=== TASK DESCRIPTION ===
Restate verbatim the span of lines below between the line with "pub mod state;" and the line with "follow stay intact.", including those two lines, and only that span.

Top of DATASET RECORDS

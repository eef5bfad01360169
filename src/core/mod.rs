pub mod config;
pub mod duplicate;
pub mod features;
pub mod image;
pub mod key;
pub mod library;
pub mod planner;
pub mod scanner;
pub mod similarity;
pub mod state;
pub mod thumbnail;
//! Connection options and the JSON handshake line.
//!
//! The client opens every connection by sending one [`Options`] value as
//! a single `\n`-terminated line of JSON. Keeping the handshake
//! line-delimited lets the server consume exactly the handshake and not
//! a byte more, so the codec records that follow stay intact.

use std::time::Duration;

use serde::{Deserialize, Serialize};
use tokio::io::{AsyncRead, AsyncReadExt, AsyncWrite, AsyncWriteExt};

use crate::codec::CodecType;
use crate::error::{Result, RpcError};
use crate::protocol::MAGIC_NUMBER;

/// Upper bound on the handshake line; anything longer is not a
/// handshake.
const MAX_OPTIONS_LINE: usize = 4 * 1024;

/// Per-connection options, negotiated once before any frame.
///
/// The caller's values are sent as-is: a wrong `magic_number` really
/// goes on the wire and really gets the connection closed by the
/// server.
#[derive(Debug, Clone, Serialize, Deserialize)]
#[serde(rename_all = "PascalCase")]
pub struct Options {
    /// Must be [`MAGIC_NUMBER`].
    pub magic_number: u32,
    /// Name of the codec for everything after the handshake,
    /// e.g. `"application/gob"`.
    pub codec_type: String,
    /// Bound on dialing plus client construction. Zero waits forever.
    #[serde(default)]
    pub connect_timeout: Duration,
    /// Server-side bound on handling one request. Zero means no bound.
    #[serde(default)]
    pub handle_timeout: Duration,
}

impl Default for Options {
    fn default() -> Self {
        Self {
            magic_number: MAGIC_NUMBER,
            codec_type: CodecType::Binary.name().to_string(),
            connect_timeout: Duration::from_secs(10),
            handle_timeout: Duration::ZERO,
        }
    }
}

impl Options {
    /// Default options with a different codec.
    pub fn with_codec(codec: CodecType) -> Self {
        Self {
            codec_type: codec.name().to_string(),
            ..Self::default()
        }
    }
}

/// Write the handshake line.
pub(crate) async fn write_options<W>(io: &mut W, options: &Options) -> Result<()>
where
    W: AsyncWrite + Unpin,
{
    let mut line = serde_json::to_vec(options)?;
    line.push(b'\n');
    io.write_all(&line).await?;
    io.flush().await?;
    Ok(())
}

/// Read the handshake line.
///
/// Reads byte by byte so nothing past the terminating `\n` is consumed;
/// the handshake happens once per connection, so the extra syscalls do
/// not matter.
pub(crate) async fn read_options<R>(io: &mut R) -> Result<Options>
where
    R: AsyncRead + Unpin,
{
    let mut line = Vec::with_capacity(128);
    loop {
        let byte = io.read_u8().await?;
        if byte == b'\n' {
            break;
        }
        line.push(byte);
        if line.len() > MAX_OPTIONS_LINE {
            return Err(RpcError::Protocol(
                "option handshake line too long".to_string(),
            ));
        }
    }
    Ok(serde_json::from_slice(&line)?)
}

Bottom of DATASET RECORDS
Top of DATASET RECORDS

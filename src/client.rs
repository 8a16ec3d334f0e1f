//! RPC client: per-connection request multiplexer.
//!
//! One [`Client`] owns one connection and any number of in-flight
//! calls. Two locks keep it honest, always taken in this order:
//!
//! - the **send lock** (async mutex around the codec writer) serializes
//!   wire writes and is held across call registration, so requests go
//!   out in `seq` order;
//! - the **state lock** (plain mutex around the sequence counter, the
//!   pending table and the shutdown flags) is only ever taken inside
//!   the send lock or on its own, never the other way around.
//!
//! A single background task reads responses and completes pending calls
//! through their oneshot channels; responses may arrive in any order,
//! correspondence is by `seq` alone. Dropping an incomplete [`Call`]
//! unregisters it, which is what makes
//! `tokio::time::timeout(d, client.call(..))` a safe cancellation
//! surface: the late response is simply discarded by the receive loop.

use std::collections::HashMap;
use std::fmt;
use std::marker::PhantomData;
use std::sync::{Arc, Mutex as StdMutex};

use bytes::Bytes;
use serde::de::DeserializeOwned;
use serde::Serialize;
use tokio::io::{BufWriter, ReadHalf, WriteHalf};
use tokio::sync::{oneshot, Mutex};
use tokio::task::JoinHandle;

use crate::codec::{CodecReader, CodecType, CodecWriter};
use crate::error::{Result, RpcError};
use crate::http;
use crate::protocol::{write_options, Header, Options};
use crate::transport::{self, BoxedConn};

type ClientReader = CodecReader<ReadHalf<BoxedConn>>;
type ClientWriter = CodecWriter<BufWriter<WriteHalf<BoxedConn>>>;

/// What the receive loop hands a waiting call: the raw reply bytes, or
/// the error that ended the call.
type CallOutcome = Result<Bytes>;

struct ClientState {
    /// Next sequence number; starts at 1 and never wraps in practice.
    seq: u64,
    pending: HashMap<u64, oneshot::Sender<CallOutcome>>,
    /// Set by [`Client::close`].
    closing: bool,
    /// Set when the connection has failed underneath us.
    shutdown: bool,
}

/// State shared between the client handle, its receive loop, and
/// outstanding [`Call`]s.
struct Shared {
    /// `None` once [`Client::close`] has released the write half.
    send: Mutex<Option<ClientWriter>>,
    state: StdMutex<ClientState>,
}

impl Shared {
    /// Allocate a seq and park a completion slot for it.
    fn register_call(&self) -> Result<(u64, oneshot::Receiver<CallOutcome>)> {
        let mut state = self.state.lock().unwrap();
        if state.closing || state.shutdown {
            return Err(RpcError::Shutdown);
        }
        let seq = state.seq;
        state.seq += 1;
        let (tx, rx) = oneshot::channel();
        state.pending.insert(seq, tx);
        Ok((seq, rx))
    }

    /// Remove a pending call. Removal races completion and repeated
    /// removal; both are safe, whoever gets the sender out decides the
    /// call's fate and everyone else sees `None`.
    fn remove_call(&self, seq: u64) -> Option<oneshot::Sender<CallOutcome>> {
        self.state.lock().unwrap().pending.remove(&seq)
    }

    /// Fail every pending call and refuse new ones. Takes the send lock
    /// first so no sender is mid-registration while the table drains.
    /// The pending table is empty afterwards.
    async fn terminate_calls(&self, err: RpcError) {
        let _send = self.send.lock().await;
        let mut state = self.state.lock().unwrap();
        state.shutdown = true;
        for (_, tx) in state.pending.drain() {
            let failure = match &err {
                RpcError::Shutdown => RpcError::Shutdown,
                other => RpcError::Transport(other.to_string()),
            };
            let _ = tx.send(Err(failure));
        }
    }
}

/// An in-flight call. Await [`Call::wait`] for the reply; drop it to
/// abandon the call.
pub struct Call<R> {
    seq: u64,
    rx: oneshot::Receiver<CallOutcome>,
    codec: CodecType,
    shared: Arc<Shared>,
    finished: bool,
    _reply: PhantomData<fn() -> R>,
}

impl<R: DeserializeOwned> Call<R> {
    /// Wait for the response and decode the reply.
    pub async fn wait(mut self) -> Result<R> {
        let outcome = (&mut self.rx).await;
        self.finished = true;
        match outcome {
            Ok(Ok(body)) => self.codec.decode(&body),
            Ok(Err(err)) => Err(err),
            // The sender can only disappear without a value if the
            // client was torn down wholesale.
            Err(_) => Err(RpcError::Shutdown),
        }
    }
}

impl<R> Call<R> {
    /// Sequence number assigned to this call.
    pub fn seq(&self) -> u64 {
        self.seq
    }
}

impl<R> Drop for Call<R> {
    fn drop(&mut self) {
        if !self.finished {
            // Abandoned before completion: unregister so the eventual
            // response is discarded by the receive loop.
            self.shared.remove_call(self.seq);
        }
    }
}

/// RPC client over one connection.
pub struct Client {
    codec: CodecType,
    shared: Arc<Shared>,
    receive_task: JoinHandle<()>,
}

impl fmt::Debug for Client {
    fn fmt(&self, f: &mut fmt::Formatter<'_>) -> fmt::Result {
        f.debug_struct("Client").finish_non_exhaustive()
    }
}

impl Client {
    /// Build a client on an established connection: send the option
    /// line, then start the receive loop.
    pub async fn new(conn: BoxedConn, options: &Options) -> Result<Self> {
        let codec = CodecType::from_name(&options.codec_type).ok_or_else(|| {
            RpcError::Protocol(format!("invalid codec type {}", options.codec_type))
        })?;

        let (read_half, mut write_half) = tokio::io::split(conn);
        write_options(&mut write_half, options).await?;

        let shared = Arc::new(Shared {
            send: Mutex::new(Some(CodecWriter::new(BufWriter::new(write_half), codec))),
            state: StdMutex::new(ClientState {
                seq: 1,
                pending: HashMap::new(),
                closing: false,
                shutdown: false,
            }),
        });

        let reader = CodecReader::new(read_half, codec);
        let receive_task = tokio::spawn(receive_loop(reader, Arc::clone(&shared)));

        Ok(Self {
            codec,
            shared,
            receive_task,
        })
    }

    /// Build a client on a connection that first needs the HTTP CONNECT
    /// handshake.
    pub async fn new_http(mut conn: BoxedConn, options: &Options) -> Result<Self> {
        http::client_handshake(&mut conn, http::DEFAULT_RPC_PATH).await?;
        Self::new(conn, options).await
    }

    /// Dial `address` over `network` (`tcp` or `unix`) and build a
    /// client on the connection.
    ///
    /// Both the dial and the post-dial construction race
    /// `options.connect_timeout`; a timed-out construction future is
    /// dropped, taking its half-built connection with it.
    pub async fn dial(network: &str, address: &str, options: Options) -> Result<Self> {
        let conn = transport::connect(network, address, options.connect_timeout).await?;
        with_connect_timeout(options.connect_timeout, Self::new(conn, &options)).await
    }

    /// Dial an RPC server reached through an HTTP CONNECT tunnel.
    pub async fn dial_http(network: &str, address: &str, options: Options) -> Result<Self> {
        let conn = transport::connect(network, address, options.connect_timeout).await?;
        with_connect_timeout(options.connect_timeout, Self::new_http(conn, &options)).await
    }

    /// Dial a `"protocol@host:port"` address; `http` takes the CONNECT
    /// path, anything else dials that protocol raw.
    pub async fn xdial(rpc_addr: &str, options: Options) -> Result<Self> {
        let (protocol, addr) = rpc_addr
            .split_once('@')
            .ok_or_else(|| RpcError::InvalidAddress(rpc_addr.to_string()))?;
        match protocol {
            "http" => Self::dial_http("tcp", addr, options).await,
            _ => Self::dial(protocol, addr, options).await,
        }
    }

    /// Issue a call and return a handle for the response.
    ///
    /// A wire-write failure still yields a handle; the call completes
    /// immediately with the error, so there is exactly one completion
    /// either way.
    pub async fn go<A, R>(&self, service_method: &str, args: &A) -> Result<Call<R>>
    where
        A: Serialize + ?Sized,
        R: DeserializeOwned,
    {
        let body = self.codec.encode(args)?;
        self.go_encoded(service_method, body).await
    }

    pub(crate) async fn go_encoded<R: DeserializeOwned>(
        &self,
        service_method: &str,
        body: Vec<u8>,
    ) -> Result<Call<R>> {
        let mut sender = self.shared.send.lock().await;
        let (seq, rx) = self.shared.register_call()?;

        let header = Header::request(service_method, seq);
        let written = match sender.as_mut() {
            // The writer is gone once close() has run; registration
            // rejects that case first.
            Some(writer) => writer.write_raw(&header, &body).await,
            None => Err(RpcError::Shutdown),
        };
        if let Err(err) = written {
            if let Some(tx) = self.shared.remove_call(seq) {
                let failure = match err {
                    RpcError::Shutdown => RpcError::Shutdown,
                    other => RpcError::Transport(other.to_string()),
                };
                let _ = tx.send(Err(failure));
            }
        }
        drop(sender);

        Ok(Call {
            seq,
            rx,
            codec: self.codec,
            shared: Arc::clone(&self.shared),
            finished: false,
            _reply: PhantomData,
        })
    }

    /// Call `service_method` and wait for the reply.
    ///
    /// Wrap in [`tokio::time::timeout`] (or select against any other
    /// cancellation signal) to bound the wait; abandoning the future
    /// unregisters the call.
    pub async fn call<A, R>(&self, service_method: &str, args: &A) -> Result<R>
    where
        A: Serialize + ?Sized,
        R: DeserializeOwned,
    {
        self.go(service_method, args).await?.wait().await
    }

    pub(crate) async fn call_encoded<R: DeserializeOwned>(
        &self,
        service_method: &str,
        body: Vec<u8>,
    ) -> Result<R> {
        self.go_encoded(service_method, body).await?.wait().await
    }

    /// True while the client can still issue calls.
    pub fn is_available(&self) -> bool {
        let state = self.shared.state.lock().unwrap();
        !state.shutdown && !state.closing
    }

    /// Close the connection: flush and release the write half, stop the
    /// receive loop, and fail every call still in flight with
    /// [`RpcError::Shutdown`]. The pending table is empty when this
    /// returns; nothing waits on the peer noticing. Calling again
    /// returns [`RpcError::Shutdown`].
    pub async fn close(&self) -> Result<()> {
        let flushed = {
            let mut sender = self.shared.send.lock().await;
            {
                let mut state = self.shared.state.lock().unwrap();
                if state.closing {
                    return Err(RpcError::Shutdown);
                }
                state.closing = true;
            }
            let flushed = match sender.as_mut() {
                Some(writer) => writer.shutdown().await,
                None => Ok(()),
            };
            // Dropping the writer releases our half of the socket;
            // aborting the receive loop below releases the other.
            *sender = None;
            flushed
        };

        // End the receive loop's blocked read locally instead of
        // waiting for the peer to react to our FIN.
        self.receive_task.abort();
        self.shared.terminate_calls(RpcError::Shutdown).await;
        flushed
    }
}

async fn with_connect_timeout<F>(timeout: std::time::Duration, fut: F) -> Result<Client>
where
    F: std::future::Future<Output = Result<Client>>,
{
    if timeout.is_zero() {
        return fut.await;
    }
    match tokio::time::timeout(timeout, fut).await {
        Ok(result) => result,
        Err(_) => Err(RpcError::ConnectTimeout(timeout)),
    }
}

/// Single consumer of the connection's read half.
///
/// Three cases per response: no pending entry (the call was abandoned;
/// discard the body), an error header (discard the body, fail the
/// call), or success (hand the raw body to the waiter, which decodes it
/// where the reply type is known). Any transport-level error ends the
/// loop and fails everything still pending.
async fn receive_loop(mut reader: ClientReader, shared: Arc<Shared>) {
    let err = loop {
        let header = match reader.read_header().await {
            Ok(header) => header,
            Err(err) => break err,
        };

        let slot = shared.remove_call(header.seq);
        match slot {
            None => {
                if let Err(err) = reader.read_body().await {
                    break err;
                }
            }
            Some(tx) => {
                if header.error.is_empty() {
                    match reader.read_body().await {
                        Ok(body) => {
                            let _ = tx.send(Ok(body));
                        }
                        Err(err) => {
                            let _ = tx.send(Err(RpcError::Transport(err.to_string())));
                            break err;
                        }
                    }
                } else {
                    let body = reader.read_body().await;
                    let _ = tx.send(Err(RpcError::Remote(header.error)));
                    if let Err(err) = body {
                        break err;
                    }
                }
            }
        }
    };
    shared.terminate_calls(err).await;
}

Bottom of DATASET RECORDS

=== WRITTEN REPLY ===
pub mod state;
pub mod thumbnail;
//! Connection options and the JSON handshake line.
//!
//! The client opens every connection by sending one [`Options`] value as
//! a single `\n`-terminated line of JSON. Keeping the handshake
//! line-delimited lets the server consume exactly the handshake and not
//! a byte more, so the codec records that follow stay intact.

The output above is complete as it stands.